# [Stored data entries]

───

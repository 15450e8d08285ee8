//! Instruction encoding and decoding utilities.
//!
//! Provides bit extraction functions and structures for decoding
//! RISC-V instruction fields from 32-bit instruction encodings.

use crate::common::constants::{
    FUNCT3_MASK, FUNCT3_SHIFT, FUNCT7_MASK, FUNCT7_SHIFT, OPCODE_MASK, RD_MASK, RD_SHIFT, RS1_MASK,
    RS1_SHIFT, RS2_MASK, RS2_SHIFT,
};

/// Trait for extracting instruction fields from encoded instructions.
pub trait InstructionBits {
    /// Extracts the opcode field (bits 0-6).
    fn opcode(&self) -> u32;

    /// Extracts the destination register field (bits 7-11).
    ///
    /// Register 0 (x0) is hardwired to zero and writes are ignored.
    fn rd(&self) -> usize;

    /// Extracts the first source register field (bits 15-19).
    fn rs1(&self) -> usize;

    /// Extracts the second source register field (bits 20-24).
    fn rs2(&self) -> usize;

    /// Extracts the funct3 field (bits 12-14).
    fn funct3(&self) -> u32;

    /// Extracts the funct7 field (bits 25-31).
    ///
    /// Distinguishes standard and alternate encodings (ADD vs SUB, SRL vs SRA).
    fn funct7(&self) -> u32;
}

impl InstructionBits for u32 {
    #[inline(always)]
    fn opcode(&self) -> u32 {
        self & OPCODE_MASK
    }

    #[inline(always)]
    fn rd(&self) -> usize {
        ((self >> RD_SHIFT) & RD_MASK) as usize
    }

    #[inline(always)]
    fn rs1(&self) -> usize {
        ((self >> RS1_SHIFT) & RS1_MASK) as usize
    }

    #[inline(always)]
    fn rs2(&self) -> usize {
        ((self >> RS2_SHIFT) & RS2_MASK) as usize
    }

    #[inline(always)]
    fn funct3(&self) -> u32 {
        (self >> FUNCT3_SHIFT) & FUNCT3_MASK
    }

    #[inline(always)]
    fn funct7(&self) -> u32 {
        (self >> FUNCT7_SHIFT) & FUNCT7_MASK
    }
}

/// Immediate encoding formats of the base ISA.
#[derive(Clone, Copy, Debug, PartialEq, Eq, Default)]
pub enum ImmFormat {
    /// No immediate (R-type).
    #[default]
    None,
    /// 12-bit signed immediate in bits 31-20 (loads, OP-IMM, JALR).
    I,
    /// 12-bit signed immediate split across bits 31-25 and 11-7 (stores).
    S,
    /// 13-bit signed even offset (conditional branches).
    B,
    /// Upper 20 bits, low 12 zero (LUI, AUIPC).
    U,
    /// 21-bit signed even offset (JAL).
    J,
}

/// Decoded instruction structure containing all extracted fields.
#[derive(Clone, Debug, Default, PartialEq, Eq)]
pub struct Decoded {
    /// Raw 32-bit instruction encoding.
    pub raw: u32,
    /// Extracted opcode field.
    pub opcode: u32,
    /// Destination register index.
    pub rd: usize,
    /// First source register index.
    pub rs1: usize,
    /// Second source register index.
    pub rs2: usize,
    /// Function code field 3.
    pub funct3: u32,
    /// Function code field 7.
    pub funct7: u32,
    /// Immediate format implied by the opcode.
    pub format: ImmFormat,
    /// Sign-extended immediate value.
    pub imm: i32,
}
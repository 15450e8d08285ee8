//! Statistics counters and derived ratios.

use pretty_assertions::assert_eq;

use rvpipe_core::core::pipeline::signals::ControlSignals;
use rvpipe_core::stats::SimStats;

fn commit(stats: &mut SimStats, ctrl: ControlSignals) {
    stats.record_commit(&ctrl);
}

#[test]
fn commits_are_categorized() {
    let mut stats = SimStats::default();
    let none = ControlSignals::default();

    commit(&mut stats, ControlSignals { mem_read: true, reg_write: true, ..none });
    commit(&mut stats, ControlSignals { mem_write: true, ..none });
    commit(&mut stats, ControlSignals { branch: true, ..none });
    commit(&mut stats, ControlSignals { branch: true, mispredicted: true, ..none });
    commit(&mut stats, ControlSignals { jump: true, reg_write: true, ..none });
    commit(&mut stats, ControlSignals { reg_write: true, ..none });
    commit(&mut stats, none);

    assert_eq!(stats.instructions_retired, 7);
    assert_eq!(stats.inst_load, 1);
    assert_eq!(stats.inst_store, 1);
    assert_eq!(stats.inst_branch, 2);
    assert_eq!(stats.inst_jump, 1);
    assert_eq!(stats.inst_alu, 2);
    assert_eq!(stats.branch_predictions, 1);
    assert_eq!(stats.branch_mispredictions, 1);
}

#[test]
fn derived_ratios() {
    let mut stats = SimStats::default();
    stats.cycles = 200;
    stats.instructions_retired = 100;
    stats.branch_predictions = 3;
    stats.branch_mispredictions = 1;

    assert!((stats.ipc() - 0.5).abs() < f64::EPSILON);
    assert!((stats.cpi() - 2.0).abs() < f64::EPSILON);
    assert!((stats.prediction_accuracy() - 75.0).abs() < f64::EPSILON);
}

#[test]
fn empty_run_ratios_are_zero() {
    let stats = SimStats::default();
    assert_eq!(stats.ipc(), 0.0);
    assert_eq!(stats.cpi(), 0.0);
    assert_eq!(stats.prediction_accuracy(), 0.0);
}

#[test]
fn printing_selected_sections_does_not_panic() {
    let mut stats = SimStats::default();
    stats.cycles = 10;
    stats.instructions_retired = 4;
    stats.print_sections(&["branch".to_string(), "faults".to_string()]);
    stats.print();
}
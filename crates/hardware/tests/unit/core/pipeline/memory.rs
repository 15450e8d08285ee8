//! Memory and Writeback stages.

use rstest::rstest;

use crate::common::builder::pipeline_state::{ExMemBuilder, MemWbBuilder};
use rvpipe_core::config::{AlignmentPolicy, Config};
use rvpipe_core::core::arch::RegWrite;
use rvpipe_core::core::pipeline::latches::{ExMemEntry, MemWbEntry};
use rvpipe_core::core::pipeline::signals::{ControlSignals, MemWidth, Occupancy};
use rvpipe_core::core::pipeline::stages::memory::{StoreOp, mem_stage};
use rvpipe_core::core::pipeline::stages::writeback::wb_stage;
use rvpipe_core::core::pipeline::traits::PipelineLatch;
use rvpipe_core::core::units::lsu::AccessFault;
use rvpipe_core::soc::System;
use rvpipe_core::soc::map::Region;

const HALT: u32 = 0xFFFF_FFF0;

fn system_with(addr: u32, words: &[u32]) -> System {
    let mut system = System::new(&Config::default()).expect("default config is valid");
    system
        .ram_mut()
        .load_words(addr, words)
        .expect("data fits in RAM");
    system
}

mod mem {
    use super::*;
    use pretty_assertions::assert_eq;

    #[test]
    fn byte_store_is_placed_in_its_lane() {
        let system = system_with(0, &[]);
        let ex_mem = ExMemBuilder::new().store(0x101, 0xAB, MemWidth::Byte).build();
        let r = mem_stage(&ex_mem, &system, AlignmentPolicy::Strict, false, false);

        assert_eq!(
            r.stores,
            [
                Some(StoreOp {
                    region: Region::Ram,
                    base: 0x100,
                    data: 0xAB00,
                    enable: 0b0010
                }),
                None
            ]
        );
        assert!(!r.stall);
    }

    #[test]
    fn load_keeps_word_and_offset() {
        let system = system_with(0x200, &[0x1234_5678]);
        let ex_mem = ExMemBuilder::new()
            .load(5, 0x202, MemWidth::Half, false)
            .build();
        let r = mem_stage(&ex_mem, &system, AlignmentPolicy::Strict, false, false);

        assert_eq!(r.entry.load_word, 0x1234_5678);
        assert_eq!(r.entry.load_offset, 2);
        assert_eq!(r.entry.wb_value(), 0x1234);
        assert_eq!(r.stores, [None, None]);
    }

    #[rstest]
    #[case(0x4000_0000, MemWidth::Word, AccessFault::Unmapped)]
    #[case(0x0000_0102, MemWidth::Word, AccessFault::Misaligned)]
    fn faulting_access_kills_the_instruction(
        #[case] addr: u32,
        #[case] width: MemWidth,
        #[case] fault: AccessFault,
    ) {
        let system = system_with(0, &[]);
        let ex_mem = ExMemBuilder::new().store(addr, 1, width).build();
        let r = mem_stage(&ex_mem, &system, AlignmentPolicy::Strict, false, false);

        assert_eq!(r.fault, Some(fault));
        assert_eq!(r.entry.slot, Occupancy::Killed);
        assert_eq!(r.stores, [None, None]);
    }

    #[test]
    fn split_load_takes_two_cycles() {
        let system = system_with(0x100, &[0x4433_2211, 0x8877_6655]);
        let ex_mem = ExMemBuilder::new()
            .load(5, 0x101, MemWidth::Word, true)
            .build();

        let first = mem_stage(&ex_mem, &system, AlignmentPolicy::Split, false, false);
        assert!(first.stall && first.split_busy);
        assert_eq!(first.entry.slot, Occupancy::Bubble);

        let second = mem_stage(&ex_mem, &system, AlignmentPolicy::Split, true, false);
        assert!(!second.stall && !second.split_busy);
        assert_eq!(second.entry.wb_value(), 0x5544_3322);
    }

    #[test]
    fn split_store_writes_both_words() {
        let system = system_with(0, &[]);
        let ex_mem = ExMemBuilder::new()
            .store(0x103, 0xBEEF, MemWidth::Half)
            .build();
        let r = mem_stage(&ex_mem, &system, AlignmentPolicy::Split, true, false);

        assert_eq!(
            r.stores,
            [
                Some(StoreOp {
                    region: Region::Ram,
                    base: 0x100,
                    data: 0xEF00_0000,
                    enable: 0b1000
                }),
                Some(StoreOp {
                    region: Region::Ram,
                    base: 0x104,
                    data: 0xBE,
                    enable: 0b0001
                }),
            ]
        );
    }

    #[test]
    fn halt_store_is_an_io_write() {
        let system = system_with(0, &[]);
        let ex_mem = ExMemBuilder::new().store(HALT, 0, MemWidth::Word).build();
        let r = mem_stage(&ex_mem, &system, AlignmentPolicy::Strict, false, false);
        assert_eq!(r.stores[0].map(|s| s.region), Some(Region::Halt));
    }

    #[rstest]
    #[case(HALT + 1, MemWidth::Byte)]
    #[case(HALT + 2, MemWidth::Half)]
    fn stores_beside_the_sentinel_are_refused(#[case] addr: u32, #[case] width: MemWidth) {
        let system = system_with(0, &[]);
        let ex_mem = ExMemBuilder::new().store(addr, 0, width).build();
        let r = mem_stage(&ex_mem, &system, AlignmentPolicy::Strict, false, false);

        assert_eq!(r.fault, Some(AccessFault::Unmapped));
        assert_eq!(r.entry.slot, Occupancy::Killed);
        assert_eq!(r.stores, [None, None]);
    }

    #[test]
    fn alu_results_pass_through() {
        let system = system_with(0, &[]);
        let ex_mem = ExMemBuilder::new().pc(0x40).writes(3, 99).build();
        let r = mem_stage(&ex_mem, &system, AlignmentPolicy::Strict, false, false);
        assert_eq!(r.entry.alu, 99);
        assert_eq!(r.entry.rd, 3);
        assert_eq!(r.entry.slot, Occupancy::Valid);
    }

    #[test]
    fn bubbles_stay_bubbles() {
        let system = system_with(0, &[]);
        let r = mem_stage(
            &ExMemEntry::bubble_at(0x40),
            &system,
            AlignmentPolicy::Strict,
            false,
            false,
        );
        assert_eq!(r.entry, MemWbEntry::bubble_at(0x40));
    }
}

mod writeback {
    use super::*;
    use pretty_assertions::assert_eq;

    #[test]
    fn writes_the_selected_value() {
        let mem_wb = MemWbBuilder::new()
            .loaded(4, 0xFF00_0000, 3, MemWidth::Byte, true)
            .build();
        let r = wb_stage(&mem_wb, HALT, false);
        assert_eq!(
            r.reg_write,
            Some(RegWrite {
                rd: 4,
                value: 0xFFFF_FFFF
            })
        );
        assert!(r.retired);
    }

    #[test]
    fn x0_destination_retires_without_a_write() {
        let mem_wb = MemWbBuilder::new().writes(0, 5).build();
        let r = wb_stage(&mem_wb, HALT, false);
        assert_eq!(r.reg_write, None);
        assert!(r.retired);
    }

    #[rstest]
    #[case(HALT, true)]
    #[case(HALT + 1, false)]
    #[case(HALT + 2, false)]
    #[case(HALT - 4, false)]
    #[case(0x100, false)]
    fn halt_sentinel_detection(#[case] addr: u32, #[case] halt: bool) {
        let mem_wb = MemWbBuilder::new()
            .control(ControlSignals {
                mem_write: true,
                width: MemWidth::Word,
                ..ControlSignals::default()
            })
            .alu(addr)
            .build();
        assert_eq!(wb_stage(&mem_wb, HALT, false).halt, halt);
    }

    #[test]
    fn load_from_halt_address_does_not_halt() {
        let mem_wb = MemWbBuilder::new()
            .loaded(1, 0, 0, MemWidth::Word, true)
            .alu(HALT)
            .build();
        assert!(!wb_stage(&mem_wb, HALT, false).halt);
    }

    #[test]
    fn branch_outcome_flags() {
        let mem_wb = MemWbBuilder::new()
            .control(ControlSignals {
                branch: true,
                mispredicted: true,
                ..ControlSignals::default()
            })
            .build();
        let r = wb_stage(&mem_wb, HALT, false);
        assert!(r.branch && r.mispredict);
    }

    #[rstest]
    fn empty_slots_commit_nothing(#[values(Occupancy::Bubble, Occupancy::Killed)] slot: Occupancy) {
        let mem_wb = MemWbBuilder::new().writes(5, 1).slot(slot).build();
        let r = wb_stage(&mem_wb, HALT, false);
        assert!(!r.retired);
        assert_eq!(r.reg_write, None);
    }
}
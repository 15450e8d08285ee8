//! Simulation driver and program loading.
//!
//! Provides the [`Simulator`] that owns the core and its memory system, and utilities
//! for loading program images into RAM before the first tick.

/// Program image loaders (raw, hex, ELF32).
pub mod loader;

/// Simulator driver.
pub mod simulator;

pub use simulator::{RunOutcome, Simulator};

───

# [Your objective]
Begin with the line above that has "use rstest::rstest;" and continue through the line that has "ExMemBuilder::new().store(0x101, 0xAB, MemWidth::Byte).build();", setting each one down exactly. Stop there.

# [Output of the exercise]
use rstest::rstest;

use crate::common::builder::pipeline_state::{ExMemBuilder, MemWbBuilder};
use rvpipe_core::config::{AlignmentPolicy, Config};
use rvpipe_core::core::arch::RegWrite;
use rvpipe_core::core::pipeline::latches::{ExMemEntry, MemWbEntry};
use rvpipe_core::core::pipeline::signals::{ControlSignals, MemWidth, Occupancy};
use rvpipe_core::core::pipeline::stages::memory::{StoreOp, mem_stage};
use rvpipe_core::core::pipeline::stages::writeback::wb_stage;
use rvpipe_core::core::pipeline::traits::PipelineLatch;
use rvpipe_core::core::units::lsu::AccessFault;
use rvpipe_core::soc::System;
use rvpipe_core::soc::map::Region;

const HALT: u32 = 0xFFFF_FFF0;

fn system_with(addr: u32, words: &[u32]) -> System {
    let mut system = System::new(&Config::default()).expect("default config is valid");
    system
        .ram_mut()
        .load_words(addr, words)
        .expect("data fits in RAM");
    system
}

mod mem {
    use super::*;
    use pretty_assertions::assert_eq;

    #[test]
    fn byte_store_is_placed_in_its_lane() {
        let system = system_with(0, &[]);
        let ex_mem = ExMemBuilder::new().store(0x101, 0xAB, MemWidth::Byte).build();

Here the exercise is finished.